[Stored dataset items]

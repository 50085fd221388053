//! Codec benchmarks for parley-protocol.

use chrono::Utc;
use criterion::{black_box, criterion_group, criterion_main, Criterion, Throughput};
use parley_protocol::{codec, MessageView, ServerEvent};

fn bench_decode_send_message(c: &mut Criterion) {
    let frame = format!(r#"{{"type":"send_message","message":"{}"}}"#, "x".repeat(64));

    let mut group = c.benchmark_group("decode");
    group.throughput(Throughput::Bytes(frame.len() as u64));
    group.bench_function("send_message_64B", |b| {
        b.iter(|| codec::decode(black_box(&frame)))
    });
    group.finish();
}

fn bench_encode_new_message(c: &mut Criterion) {
    let event = ServerEvent::NewMessage {
        message: MessageView {
            id: "6f1c2e4a-0000-4000-8000-000000000000".into(),
            user_id: "user-1".into(),
            username: "alice".into(),
            content: "x".repeat(256),
            timestamp: Utc::now(),
        },
    };

    let mut group = c.benchmark_group("encode");
    group.throughput(Throughput::Bytes(256));
    group.bench_function("new_message_256B", |b| {
        b.iter(|| codec::encode(black_box(&event)))
    });
    group.finish();
}

criterion_group!(benches, bench_decode_send_message, bench_encode_new_message);
criterion_main!(benches);
//! # parley-protocol
//!
//! Wire protocol definitions for the Parley room hub.
//!
//! Every frame is a single JSON object carried in a WebSocket text message.
//! The object's `type` field selects the event kind; unknown fields are ignored.
//!
//! ## Event Kinds
//!
//! - [`ClientEvent`] - what a client may send (`user_connect`, `join_room`, ...)
//! - [`ServerEvent`] - what the hub sends back (`rooms_list`, `new_message`, ...)
//!
//! ## Example
//!
//! ```rust
//! use parley_protocol::{codec, ClientEvent};
//!
//! let event = codec::decode(r#"{"type":"join_room","roomId":"r-1"}"#).unwrap();
//! assert_eq!(event, ClientEvent::JoinRoom { room_id: "r-1".into() });
//! ```

pub mod codec;
pub mod events;

pub use codec::{decode, encode, FrameCodec, ProtocolError};
pub use events::{ClientEvent, MessageView, RoomDetails, RoomInfo, RoomSummary, ServerEvent};
/// Run the HTTP/WebSocket server.
///
/// # Errors
///
/// Returns an error if the server fails to start.
pub async fn run_server(config: Config) -> Result<()> {
    let state = Arc::new(AppState::new(config.clone()));

    // Start metrics server if enabled
    if config.metrics.enabled {
        if let Err(e) = metrics::start_metrics_server(config.metrics.port) {
            error!("Failed to start metrics server: {}", e);
        }
    }

    let addr = config.bind_addr()?;
    let listener = TcpListener::bind(addr)
        .await
        .with_context(|| format!("Failed to bind {}", addr))?;

    info!("Parley server listening on {}", addr);
    info!(
        "WebSocket endpoint: ws://{}{}",
        addr, config.transport.websocket_path
    );

    serve(listener, state).await
}

/// Build the HTTP router.
pub fn router(state: Arc<AppState>) -> Router {
    let ws_path = state.config.transport.websocket_path.clone();
    Router::new()
        .route(&ws_path, get(ws_handler))
        .route("/health", get(health_handler))
        .route("/rooms", get(rooms_handler))
        .with_state(state)
}

/// Serve on an already bound listener.
///
/// # Errors
///
/// Returns an error if the server stops with an I/O error.
pub async fn serve(listener: TcpListener, state: Arc<AppState>) -> Result<()> {
    axum::serve(listener, router(state)).await?;
    Ok(())
}

/// Health check handler.
async fn health_handler() -> impl IntoResponse {
    Json(serde_json::json!({
        "status": "ok",
        "version": env!("CARGO_PKG_VERSION")
    }))
}

/// Room snapshot handler.
async fn rooms_handler(State(state): State<Arc<AppState>>) -> impl IntoResponse {
    Json(state.hub.rooms())
}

| Work instruction |
Transcribe the lines above between the line holding "group.throughput(Throughput::Bytes(frame.len() as u64));" and the line holding "what a client", inclusive, exactly as they stand and with nothing added.

| Solved problem |
    group.throughput(Throughput::Bytes(frame.len() as u64));
    group.bench_function("send_message_64B", |b| {
        b.iter(|| codec::decode(black_box(&frame)))
    });
    group.finish();
}

fn bench_encode_new_message(c: &mut Criterion) {
    let event = ServerEvent::NewMessage {
        message: MessageView {
            id: "6f1c2e4a-0000-4000-8000-000000000000".into(),
            user_id: "user-1".into(),
            username: "alice".into(),
            content: "x".repeat(256),
            timestamp: Utc::now(),
        },
    };

    let mut group = c.benchmark_group("encode");
    group.throughput(Throughput::Bytes(256));
    group.bench_function("new_message_256B", |b| {
        b.iter(|| codec::encode(black_box(&event)))
    });
    group.finish();
}

criterion_group!(benches, bench_decode_send_message, bench_encode_new_message);
criterion_main!(benches);
//! # parley-protocol
//!
//! Wire protocol definitions for the Parley room hub.
//!
//! Every frame is a single JSON object carried in a WebSocket text message.
//! The object's `type` field selects the event kind; unknown fields are ignored.
//!
//! ## Event Kinds
//!
//! - [`ClientEvent`] - what a client may send (`user_connect`, `join_room`, ...)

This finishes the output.